A Phase I Study of 4 Live, Recombinant Human Cytomegalovirus Towne/Toledo Chimeric Vaccines
05/2006
Journal Article
Authors:
Heineman, T.C.;
Schleiss, M.;
Bernstein, D.I.;
Spaete, R.R.;
Yan, L.;
Duke, G.;
Prichard, M.;
Wanh, Z.;
Yan, Q.;
Sharp, M.A.;
Klein, N.;
Arvin, A.M.;
Kemble, G.
Secondary:
J Infec Dis
Volume:
193
Pagination:
1350-1360
URL:
http://www.ncbi.nlm.nih.gov/pubmed/16619181
Keywords:
Antibodies- Viral; Cytomegalovirus; Cytomegalovirus Infections; Cytomegalovirus Vaccines; DNA- Viral; Double-Blind Method; Enzyme-Linked Immunosorbent Assay; Female; Male; Middle Aged; Missouri; Ohio; Polymerase Chain Reaction; Recombinant Fusion Proteins
Abstract:
BACKGROUND: Human cytomegalovirus (HCMV) infection acquired in utero often results in severe consequences, including mental retardation and deafness. Although not evaluated for this indication, live attenuated HCMV vaccines based on the Towne strain are well-tolerated and have demonstrated moderate efficacy in other clinical settings.

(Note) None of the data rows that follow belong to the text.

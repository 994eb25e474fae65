//! `pr-io`: the boundary of the rust_pra simulator.
//!
//! # Input
//!
//! [`parse_input`] reads the plain-text course description:
//!
//! ```text
//! <tick_count>
//! <learner_count>
//! <id> <first_start_tick> <true_grade> <review_bias>   (× learner_count)
//! ```
//!
//! and [`render_input`] writes one back out.
//!
//! # Output
//!
//! All backends implement [`OutputWriter`] and are driven by
//! [`SimOutputObserver`], which implements `pr_sim::SimObserver`.
//!
//! | Backend        | Produces                                                |
//! |----------------|---------------------------------------------------------|
//! | [`LineWriter`] | one text line per submission event                      |
//! | [`CsvWriter`]  | `submissions.csv`, `grades.csv`, `tick_summaries.csv`   |
//! | [`MultiWriter`]| fans out to any number of the above                     |
//!
//! # Usage
//!
//! ```rust,ignore
//! use pr_io::{LineWriter, SimOutputObserver};
//!
//! let input = pr_io::load_input(Path::new("course.txt"))?;
//! let mut obs = SimOutputObserver::new(LineWriter::new(std::io::stdout().lock()));
//! sim.run(&mut obs)?;
//! if let Some(e) = obs.take_error() { eprintln!("output error: {e}"); }
//! ```

pub mod csv;
pub mod error;
pub mod input;
pub mod lines;
pub mod observer;
pub mod writer;


pub use self::csv::CsvWriter;
pub use error::{InputError, InputResult, OutputError, OutputResult};
pub use input::{SimInput, load_input, parse_input, render_input};
pub use lines::{LineWriter, format_line};
pub use observer::SimOutputObserver;
pub use writer::{MultiWriter, OutputWriter};
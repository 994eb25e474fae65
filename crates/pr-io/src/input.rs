//! Plain-text course loader.
//!
//! # Format
//!
//! ```text
//! 1000            ← total ticks
//! 3               ← learner count
//! 1 5 85 4        ← id  first_start  true_grade  review_bias
//! 2 2 90 3
//! 3 3 80 -2
//! ```
//!
//! Fields are separated by any whitespace.  Blank lines are ignored.  Ids,
//! tick counts and start ticks must be non-negative; grades and biases may be
//! any `i64`.  A run whose score leaves `i64` stops with
//! `ReviewError::ScoreOverflow`.

use std::collections::HashSet;
use std::fmt::Write as _;
use std::io::{BufRead, BufReader};
use std::path::Path;

use pr_core::{LearnerId, Tick};
use pr_learner::LearnerProfile;
use tracing::debug;

use crate::{InputError, InputResult};

/// A parsed course description.
#[derive(Debug, Clone, PartialEq, Eq)]
pub struct SimInput {
    pub total_ticks: u64,
    /// In file order.
    pub profiles:    Vec<LearnerProfile>,
}

// ── Public API ────────────────────────────────────────────────────────────────

/// Load a course description from a file.
pub fn load_input(path: &Path) -> InputResult<SimInput> {
    let file = std::fs::File::open(path)?;
    parse_input(BufReader::new(file))
}

/// Like [`load_input`] but accepts any `BufRead` source.
///
/// Useful for testing (pass a `&[u8]`) or reading stdin.
pub fn parse_input<R: BufRead>(reader: R) -> InputResult<SimInput> {
    let mut lines = NumberedLines::new(reader);

    let (line, total_ticks) = lines.next_line()?.ok_or(InputError::Missing { what: "tick count" })?;
    let total_ticks = single_field(line, &total_ticks, "tick count")?;

    let (line, count) = lines.next_line()?.ok_or(InputError::Missing { what: "learner count" })?;
    let count = single_field(line, &count, "learner count")?;
    let expected = usize::try_from(count).map_err(|_| InputError::Malformed {
        line,
        reason: format!("learner count {count} is too large"),
    })?;

    let mut profiles = Vec::with_capacity(expected.min(1_000_000));
    let mut seen = HashSet::with_capacity(expected.min(1_000_000));
    while let Some((line, text)) = lines.next_line()? {
        let profile = parse_learner(line, &text)?;
        if !seen.insert(profile.id) {
            return Err(InputError::DuplicateLearner { line, id: profile.id.0 });
        }
        profiles.push(profile);
    }

    if profiles.len() != expected {
        return Err(InputError::CountMismatch { expected, found: profiles.len() });
    }

    debug!(total_ticks, learners = profiles.len(), "input parsed");
    Ok(SimInput { total_ticks, profiles })
}

/// Render a course description that [`parse_input`] reads back unchanged.
pub fn render_input(total_ticks: u64, profiles: &[LearnerProfile]) -> String {
    let mut out = String::with_capacity(16 + profiles.len() * 16);
    let _ = writeln!(out, "{total_ticks}");
    let _ = writeln!(out, "{}", profiles.len());
    for p in profiles {
        let _ = writeln!(out, "{} {} {} {}", p.id.0, p.first_start.0, p.true_grade, p.review_bias);
    }
    out
}

// ── Helpers ───────────────────────────────────────────────────────────────────

/// Non-blank lines with their 1-based line numbers.
struct NumberedLines<R> {
    reader: R,
    line:   usize,
    buf:    String,
}

impl<R: BufRead> NumberedLines<R> {
    fn new(reader: R) -> Self {
        Self { reader, line: 0, buf: String::new() }
    }

    fn next_line(&mut self) -> InputResult<Option<(usize, String)>> {
        loop {
            self.buf.clear();
            if self.reader.read_line(&mut self.buf)? == 0 {
                return Ok(None);
            }
            self.line += 1;
            let trimmed = self.buf.trim();
            if !trimmed.is_empty() {
                return Ok(Some((self.line, trimmed.to_owned())));
            }
        }
    }
}

fn parse_int(line: usize, token: &str, field: &'static str) -> InputResult<i64> {
    token.parse::<i64>().map_err(|_| InputError::Malformed {
        line,
        reason: format!("{field} is not an integer: {token:?}"),
    })
}

fn non_negative(line: usize, value: i64, field: &'static str) -> InputResult<u64> {
    u64::try_from(value).map_err(|_| InputError::Negative { line, field, value })
}

fn single_field(line: usize, text: &str, field: &'static str) -> InputResult<u64> {
    let mut tokens = text.split_whitespace();
    let (Some(token), None) = (tokens.next(), tokens.next()) else {
        return Err(InputError::Malformed { line, reason: format!("expected a single {field}") });
    };
    non_negative(line, parse_int(line, token, field)?, field)
}

fn parse_learner(line: usize, text: &str) -> InputResult<LearnerProfile> {
    let tokens: Vec<&str> = text.split_whitespace().collect();
    let &[id, start, grade, bias] = tokens.as_slice() else {
        return Err(InputError::Malformed {
            line,
            reason: format!("expected 4 learner fields, found {}", tokens.len()),
        });
    };

    let id_value = parse_int(line, id, "learner id")?;
    let id = u32::try_from(non_negative(line, id_value, "learner id")?).map_err(|_| {
        InputError::Malformed { line, reason: format!("learner id {id_value} is too large") }
    })?;
    let start = non_negative(line, parse_int(line, start, "first start tick")?, "first start tick")?;

    Ok(LearnerProfile::new(
        LearnerId(id),
        Tick(start),
        parse_int(line, grade, "true grade")?,
        parse_int(line, bias, "review bias")?,
    ))
}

METHODS: To produce live HCMV vaccine candidates that retain the excellent safety profile of the Towne strain but are more immunogenic, the genomes of the Towne strain and the unattenuated HCMV Toledo strain were recombined to yield 4 independent chimeric vaccine candidates. These vaccine candidates were evaluated in 20 HCMV-seropositive persons, in a phase 1, double-blinded, placebo-controlled trial. Participants received a single dose of vaccine or placebo, and the safety and tolerability of the vaccine candidates were evaluated. RESULTS: There was no difference in systemic symptoms between the vaccine and placebo recipients. As a group, vaccine recipients experienced more injection-site reactions than did placebo recipients; however, these were generally minor and short-lived. Vaccine virus could not be detected in blood, urine, or saliva samples obtained from any vaccine recipient. CONCLUSIONS: The Towne/Toledo chimeric vaccine candidates were well tolerated and did not cause systemic infection. Additional human trials are warranted to further evaluate the potential of these vaccine candidates as live virus vaccines.